Skrevet av: Tommy Jørgensen
Publisert: 2/6/2020 | Oppdatert: 6/3/2020

Are you optimistic about seeing any Norwegian skaters in the Olympic Games?

Yes I am optimistic about getting someone to the Olympics, but its so hard to say. You have to work you way up the ranking, and then there are so many coincidences that determine if you go up or down on it. It also has a big impact that it is limited to 3 from each nation, then a lot of the Brazilians, Americans and Japanese are out of the list, which means there is room.

    Read also: Skateboarding in the 2020 Olympics

But some of them are skating for other countries now, such as Lizzy Armanto who is skating for Finland?

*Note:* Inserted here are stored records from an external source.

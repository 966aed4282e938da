// zabbixtool/src/backup/mod.rs
pub(crate) mod db_dump;

use anyhow::{Context, Result};
use chrono::Local;
use std::fs;
use std::path::{Path, PathBuf};
use std::time::SystemTime;

use crate::config::{BackupConfig, DATA_DIR, DATA_SUFFIX, SCHEMA_FILE};
use crate::db::{ConnectionFactory, MySqlFactory};

/// Public entry point for the backup process.
///
/// Creates `<root>/<timestamp>/data/`, dumps every table into a per-table
/// gzip file, dumps the schema, then prunes old backups if retention is set.
pub async fn run_backup_flow(config: &BackupConfig) -> Result<()> {
    let timestamp = Local::now().format("%d-%m-%Y-%H-%M").to_string();
    let backup_dir = config.backup_root.join(&timestamp);
    let data_dir = backup_dir.join(DATA_DIR);
    fs::create_dir_all(&data_dir)
        .with_context(|| format!("Failed to create backup directory {}", data_dir.display()))?;
    println!("📂 Backup directory created at: {}", backup_dir.display());

    let factory = MySqlFactory::new(config.connection.clone());
    let mut conn = factory.connect().await?;
    let tables = db_dump::list_tables(&mut conn).await?;
    println!("📋 {} tables to dump", tables.len());

    // A single table's dump failure must not abort the rest of the backup.
    for table in &tables {
        let dest = data_dir.join(format!("{}{}", table, DATA_SUFFIX));
        if let Err(e) = db_dump::dump_table(&config.connection, table, &dest) {
            eprintln!("Error: {:#} on {} table", e, table);
        }
    }

    db_dump::dump_schema(&config.connection, &backup_dir.join(SCHEMA_FILE))?;
    println!("✓ Schema dumped");

    if config.number_backups > 0 {
        prune_old_backups(&config.backup_root, config.number_backups)
            .context("Failed to prune old backups")?;
    }
    Ok(())
}

/// Removes the oldest backup directories under `root` until at most `keep`
/// remain, ordered by modification time.
fn prune_old_backups(root: &Path, keep: usize) -> Result<()> {
    let mut backups: Vec<(SystemTime, PathBuf)> = Vec::new();
    for entry in fs::read_dir(root)
        .with_context(|| format!("Failed to read backup root {}", root.display()))?
    {
        let entry = entry?;
        if entry.file_type()?.is_dir() {
            let modified = entry.metadata()?.modified()?;
            backups.push((modified, entry.path()));
        }
    }

    backups.sort();
    let excess = backups.len().saturating_sub(keep);
    for (_, path) in backups.into_iter().take(excess) {
        println!("🗑 Removing old backup {}", path.display());
        fs::remove_dir_all(&path)
            .with_context(|| format!("Failed to remove old backup {}", path.display()))?;
    }
    Ok(())
}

Yes there are some of those. But there are also quite strict rules around that, and you would either have to have a dual citizenship, or have lived there for many years. So I dont think you can switch now. It is to prevent nations from buying athletes and such.

    Read Also: Lizzie Armanto to skate for Finland

Is it just Elias that skates Park, the rest is focusing on Street?

Kevin skated the world championship the year before last, but he has been injured a lot and has been on a lot of sponsor trips interchangeably, so he has focused more on that and has released a lot of awesome video parts and such. It is a challenge to get enough time for both. Karsten has done a bit of both, but has not skated park other than during the Norwegian championships. But Elias is very focused on that part. And Mats Hatlem also wants to go that way, and he has an awesome basis from his vert skating so it will be exciting to see. He is also on his way back from an injury..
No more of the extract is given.